This is the classic process of production of an application in software programming: a functional description of a problem, software development to implement it and the integration of this development into working processes and products. The result of such a process in the fields we study is a piece of software, using more or less dedicated “languages”, such as VHDL for chip design. In addition to the production of software, these three domains contain FLOSS factories, as presented in the next subsection.
FLOSS factory in data processing
The second reason for studying data processing for knowledge-based sciences is that there are FLOSS initiatives, more or less visible at an institutional level. An exhaustive presentation of all of them is outside the scope of this paper, but some are quite visible on the Web, at algorithm level and at platform or chain-of-treatment level, and others are more local, as Table 2 shows. Here we selected, as our “unit of analysis” (Miles and Huberman (1994, p. 25), Yin’s (2009) third component of research design), platform projects aiming to aggregate knowledge based on the accessibility of the participants; we wanted to have access to the initiator(s) of the project and we wanted them to try to be open to users and to contributions, as our goal was to study the participation of people to these projects. According to Yin (2009) a case study approach could be considered here, because the focus of the study is first to answer to the analysis of the process, and second to understand how and why the participants in these platforms have been involved in these processes of knowledge production and feed these tools. And third, we want to cover contextual conditions, because they are relevant to the phenomenon under study. These platform projects offer us the opportunity to explore this phenomenon in context, using a variety of data, both an individual level, organizational, community, or research programs supported.

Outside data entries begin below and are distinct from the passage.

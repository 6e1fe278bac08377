//! # Generation Laws
//!
//! Properties every generated list satisfies, checked over the built-in data
//! with randomly assembled trips:
//! - Determinism and fingerprint stability
//! - Quantities are at least one and inside declared bounds
//! - No empty categories
//! - Replacement and contextual-conflict laws
//! - Pruning idempotence

use std::sync::OnceLock;

use packwise_core::{
    Accommodation, AccommodationOption, Activity, PackingList, TransportOption, Transportation,
    TripContext, TripProfile, TripType, Vocabulary, WeatherDay,
};
use packwise_generator::stages::sizing;
use packwise_generator::{Generator, GeneratorConfig, StageContext};
use proptest::prelude::*;

fn generator() -> &'static Generator {
    static GENERATOR: OnceLock<Generator> = OnceLock::new();
    GENERATOR.get_or_init(|| Generator::builtin().unwrap())
}

fn ids<V: Vocabulary>() -> Vec<String> {
    V::all().iter().map(|v| v.as_str().to_string()).collect()
}

// ---------------------------------------------------------------------------
// Strategies
// ---------------------------------------------------------------------------

fn maybe_id(known: Vec<String>) -> impl Strategy<Value = Option<String>> {
    let mut pool = known;
    pool.push("teleporter".to_string());
    proptest::option::of(proptest::sample::select(pool))
}

fn id_subset(known: Vec<String>) -> impl Strategy<Value = Vec<String>> {
    let max = known.len();
    proptest::sample::subsequence(known, 0..=max)
}

fn weather_day() -> impl Strategy<Value = WeatherDay> {
    (
        -25i32..42,
        proptest::sample::select(vec!["", "Sunny", "Light rain", "Thunderstorm", "Snow"]),
        0u32..=100,
    )
        .prop_map(|(temp, condition, rain)| WeatherDay {
            temp: f64::from(temp) + 0.5,
            condition: condition.to_string(),
            chance_of_rain: f64::from(rain),
        })
}

prop_compose! {
    fn trip_context()(
        nights in 1i64..40,
        trip_type in proptest::sample::select(ids::<TripType>()),
        transportation in maybe_id(ids::<Transportation>()),
        transportation_options in id_subset(ids::<TransportOption>()),
        accommodation in maybe_id(ids::<Accommodation>()),
        accommodation_options in id_subset(ids::<AccommodationOption>()),
        activities in id_subset(ids::<Activity>()),
        location in proptest::sample::select(vec!["", "Lisbon, Portugal", "Denver", "Indiana"]),
        notes in proptest::sample::select(vec![
            "",
            "wedding on Saturday",
            "bringing the baby and my medication",
            "rental car from the airport, long flight there",
            "formal dinner, gym daily, conference talk",
        ]),
        weather in proptest::collection::vec(weather_day(), 0..7),
    ) -> TripContext {
        TripContext {
            location: location.to_string(),
            nights,
            trip_type: Some(trip_type),
            transportation,
            transportation_options,
            accommodation,
            accommodation_options,
            activities,
            notes: notes.to_string(),
            weather,
        }
    }
}

fn generate(context: &TripContext) -> PackingList {
    generator().generate(context).unwrap()
}

// ---------------------------------------------------------------------------
// 1. Determinism
// ---------------------------------------------------------------------------

proptest! {
    #![proptest_config(ProptestConfig::with_cases(64))]

    #[test]
    fn identical_inputs_yield_identical_lists(context in trip_context()) {
        let a = generate(&context);
        let b = Generator::builtin().unwrap().generate(&context).unwrap();
        prop_assert_eq!(&a, &b);
        prop_assert_eq!(a.fingerprint().unwrap(), b.fingerprint().unwrap());
    }

    // -----------------------------------------------------------------------
    // 2. Quantity invariant and category shape
    // -----------------------------------------------------------------------

    #[test]
    fn quantities_respect_declared_bounds(context in trip_context()) {
        let list = generate(&context);
        for (category, name, item) in list.items() {
            prop_assert!(item.quantity >= 1, "{}/{} has quantity 0", category, name);
            prop_assert_eq!(
                item.limits.clamp(item.quantity),
                item.quantity,
                "{}/{} outside {:?}",
                category,
                name,
                item.limits
            );
            prop_assert!(!item.completed);
            prop_assert!(!item.custom);
        }
    }

    #[test]
    fn no_category_is_empty(context in trip_context()) {
        let list = generate(&context);
        prop_assert!(list.has_no_empty_categories());
        prop_assert!(list.category("documents").is_some());
    }

    // -----------------------------------------------------------------------
    // 3. Replacement and conflict laws
    // -----------------------------------------------------------------------

    #[test]
    fn replaced_items_never_coexist_with_replacements(context in trip_context()) {
        let list = generate(&context);
        for rule in &generator().rules().replacements {
            if list.contains_match(&rule.replacing) {
                prop_assert!(
                    !list.contains_match(&rule.replaced),
                    "{} left a replaced item behind",
                    rule.id
                );
            }
        }
    }

    #[test]
    fn conflicting_items_are_absent(context in trip_context()) {
        let list = generate(&context);
        let (trip, _) = TripProfile::resolve(&context).unwrap();
        for conflict in generator().rules().conflicts_for(&trip) {
            prop_assert!(
                !list.contains_match(&conflict.keywords),
                "conflict for {} not enforced",
                conflict.when
            );
        }
    }

    // -----------------------------------------------------------------------
    // 4. Pruning idempotence
    // -----------------------------------------------------------------------

    #[test]
    fn pruning_a_generated_list_again_changes_nothing(context in trip_context()) {
        let list = generate(&context);
        let (trip, _) = TripProfile::resolve(&context).unwrap();
        let g = generator();
        let ctx = StageContext::new(&trip, g.catalog(), g.rules(), g.config());
        if list.total_items() <= g.config().max_total_items {
            prop_assert_eq!(sizing::prune(list.clone(), &ctx), list);
        }
    }
}

fn packed_trip() -> TripContext {
    TripContext {
        location: String::new(),
        nights: 20,
        trip_type: Some("adventure".to_string()),
        transportation: Some("plane".to_string()),
        transportation_options: vec!["international".to_string(), "long_haul".to_string()],
        accommodation: Some("hotel".to_string()),
        accommodation_options: Accommodation::Hotel
            .options()
            .iter()
            .map(|o| o.as_str().to_string())
            .collect(),
        activities: ids::<Activity>(),
        notes: String::new(),
        // cold, hot, rainy and variable: every weather rule fires
        weather: vec![
            WeatherDay {
                temp: -3.0,
                condition: "Snow".to_string(),
                chance_of_rain: 80.0,
            },
            WeatherDay::at(33.0),
        ],
    }
}

#[test]
fn pruning_a_pruned_list_again_changes_nothing() {
    let context = packed_trip();
    let uncapped = Generator::with_config(GeneratorConfig {
        max_total_items: usize::MAX,
        ..GeneratorConfig::default()
    })
    .unwrap()
    .generate(&context)
    .unwrap();

    // one below the full size forces a real prune
    let config = GeneratorConfig {
        max_total_items: uncapped.total_items() - 1,
        ..GeneratorConfig::default()
    };
    let g = Generator::with_config(config).unwrap();
    let pruned = g.generate(&context).unwrap();
    assert!(pruned.total_items() < uncapped.total_items());
    assert!(
        pruned.category("weather_gear").unwrap().len()
            < uncapped.category("weather_gear").unwrap().len()
    );

    let (trip, _) = TripProfile::resolve(&context).unwrap();
    let ctx = StageContext::new(&trip, g.catalog(), g.rules(), g.config());
    assert_eq!(sizing::prune(pruned.clone(), &ctx), pruned);
}

#[test]
fn default_limit_prunes_a_packed_trip() {
    let context = packed_trip();
    let uncapped = Generator::with_config(GeneratorConfig {
        max_total_items: usize::MAX,
        ..GeneratorConfig::default()
    })
    .unwrap()
    .generate(&context)
    .unwrap();
    let pruned = generate(&context);

    assert!(uncapped.total_items() > GeneratorConfig::default().max_total_items);
    assert!(pruned.total_items() < uncapped.total_items());
    for (category, name, item) in uncapped.items() {
        if item.essential {
            assert!(pruned.get(category, name).is_some(), "{category}/{name}");
        }
    }
}

// ---------------------------------------------------------------------------
// 5. Named conflict laws
// ---------------------------------------------------------------------------

fn mode_trip(transportation: &str, accommodation: &str) -> TripContext {
    TripContext::new(5, "adventure")
        .with_transportation(transportation, &[])
        .with_accommodation(accommodation, &[])
        .with_activities(&["hiking", "photography"])
}

fn has(list: &PackingList, fragment: &str) -> bool {
    list.items()
        .any(|(_, name, _)| name.to_lowercase().contains(fragment))
}

#[test]
fn plane_trips_carry_no_car_items() {
    for stay in ids::<Accommodation>() {
        assert!(!has(&generate(&mode_trip("plane", &stay)), "car"), "plane + {stay}");
    }
}

#[test]
fn car_trips_carry_no_flight_items() {
    for stay in ids::<Accommodation>() {
        let list = generate(&mode_trip("car", &stay));
        assert!(!has(&list, "flight"), "car + {stay}");
        assert!(!has(&list, "boarding pass"), "car + {stay}");
    }
}

#[test]
fn camping_trips_carry_no_hotel_items() {
    for mode in ids::<Transportation>() {
        assert!(!has(&generate(&mode_trip(&mode, "camping")), "hotel"), "{mode} + camping");
    }
}

#[test]
fn hotel_trips_carry_no_camping_items() {
    for mode in ids::<Transportation>() {
        let list = generate(&mode_trip(&mode, "hotel"));
        assert!(!has(&list, "camping"), "{mode} + hotel");
        assert!(!has(&list, "tent"), "{mode} + hotel");
    }
}

// ---------------------------------------------------------------------------
// 6. Fingerprints across persistence
// ---------------------------------------------------------------------------

#[test]
fn fingerprint_survives_a_json_round_trip() {
    let list = generate(&mode_trip("car", "camping"));
    let json = serde_json::to_string(&list).unwrap();
    let restored: PackingList = serde_json::from_str(&json).unwrap();
    // declared bounds are not persisted, the fingerprint does not cover them
    assert_eq!(restored.fingerprint().unwrap(), list.fingerprint().unwrap());
    assert_eq!(restored.total_items(), list.total_items());
}

#[test]
fn completing_an_item_changes_the_fingerprint() {
    let list = generate(&mode_trip("train", "hostel"));
    let mut checked = list.clone();
    if let Some(item) = checked.items_mut().next() {
        item.completed = true;
    }
    assert_ne!(checked.fingerprint().unwrap(), list.fingerprint().unwrap());

    // regenerating starts from scratch
    assert_eq!(generate(&mode_trip("train", "hostel")), list);
}

#[test]
fn different_trips_have_different_fingerprints() {
    let a = generate(&mode_trip("plane", "hotel"));
    let b = generate(&mode_trip("train", "hotel"));
    assert_ne!(a.fingerprint().unwrap(), b.fingerprint().unwrap());
}
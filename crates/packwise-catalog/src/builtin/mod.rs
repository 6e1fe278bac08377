//! Built-in catalog content.
//!
//! Each submodule returns one section. Item names are matched by substring
//! during conflict and replacement resolution; see the crate docs.

mod activities;
mod essentials;
mod seasonal;
mod special_needs;
mod stays;
mod transport;

use packwise_core::ItemQuantityRule;

use crate::catalog::{CatalogCategory, SectionItems};

pub(crate) use activities::activities;
pub(crate) use essentials::essentials;
pub(crate) use seasonal::seasonal;
pub(crate) use special_needs::special_needs;
pub(crate) use stays::accommodation;
pub(crate) use transport::transportation;

/// Exactly one unit.
fn single() -> ItemQuantityRule {
    ItemQuantityRule::single()
}

/// Units per night.
fn per_night(multiplier: f64) -> ItemQuantityRule {
    ItemQuantityRule::per_night(multiplier)
}

fn category(items: Vec<(&str, ItemQuantityRule)>) -> CatalogCategory {
    let len = items.len();
    let category: CatalogCategory = items
        .into_iter()
        .map(|(name, rule)| (name.to_string(), rule))
        .collect();
    debug_assert_eq!(category.len(), len, "duplicate item name in category");
    category
}

fn section(categories: Vec<(&str, CatalogCategory)>) -> SectionItems {
    categories
        .into_iter()
        .map(|(key, items)| (key.to_string(), items))
        .collect()
}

In remote sensing, we chose a library of open source programs, “Orfeo tool box”, developed by the French space agency (CNES). The aim of this library is to provide basic tools and algorithms to program the chains of treatment needed to use satellite data provided by the Pleiade satellite program.
In bio-computing, we identified two platform initiatives: the “Biogenouest” platform (the life science core facility network in western France) called “Bioside” (developed by Télécom Bretagne and the CNRS), and that of the scientific information system service at Institut Pasteur, called Mobyle.
As far as digital communication is concerned, we were not able to identify any initiatives other than Open core.
Data collection and analysis
Data collection was performed between the end of 2008 and the end of 2009 and consisted of interviews (21 semi-guided interviews of more than 90 minutes each). All the interviewees were scientific professionals (researchers and research engineers), 18 belonging to public institutions (institutes of technology, CNRS, Institut Pasteur, CNES) and three to firms or private institutions. As the FLOSS movement has its roots “in the university and research environment” (Bonaccorsi and Rossi Lamastra, 2002, p. 6), one can argue that these producers should be more open to such arrangements. We had to collect two types of points of view regarding the production of algorithms and their diffusion in the chosen disciplines: the algorithm producers and the producers of the platforms.
Regarding the platform side, we interviewed the initiators of the projects, at CNES (Orfeo Toolbox), at Télécom Bretagne and CNRS (Bioside) and at Institut Pasteur (Mobyle). Regarding the algorithm producers’ side, we interviewed researchers from a CNRS laboratory called LabSTICC (Information and Communication Science and Technology Laboratory), which is run by Télécom Bretagne, a French institute of technology, in partnership with two universities in Brittany, Université de Bretagne Occidentale and Université de Bretagne Sud. It brings together three poles working within one central theme: “From sensors to knowledge”. The three poles are the following: MOM (microwaves and materials); CAC (communications, architecture and circuits); and CID (knowledge, information, decision). The fields covered by this laboratory include digital communication, remote sensing and tools for biologists. These initial points of view led us to interview other actors in the process of production-diffusion-use of an algorithm, in firms (chip design and remote sensing) or in public institutions (bio-computing, users of the platforms), because they were cited in the interviews and thus could provide us with a more global vision of the field than the people interviewed for a specific project, who were more project-centered, but also could confirm and specify how joint work is organized.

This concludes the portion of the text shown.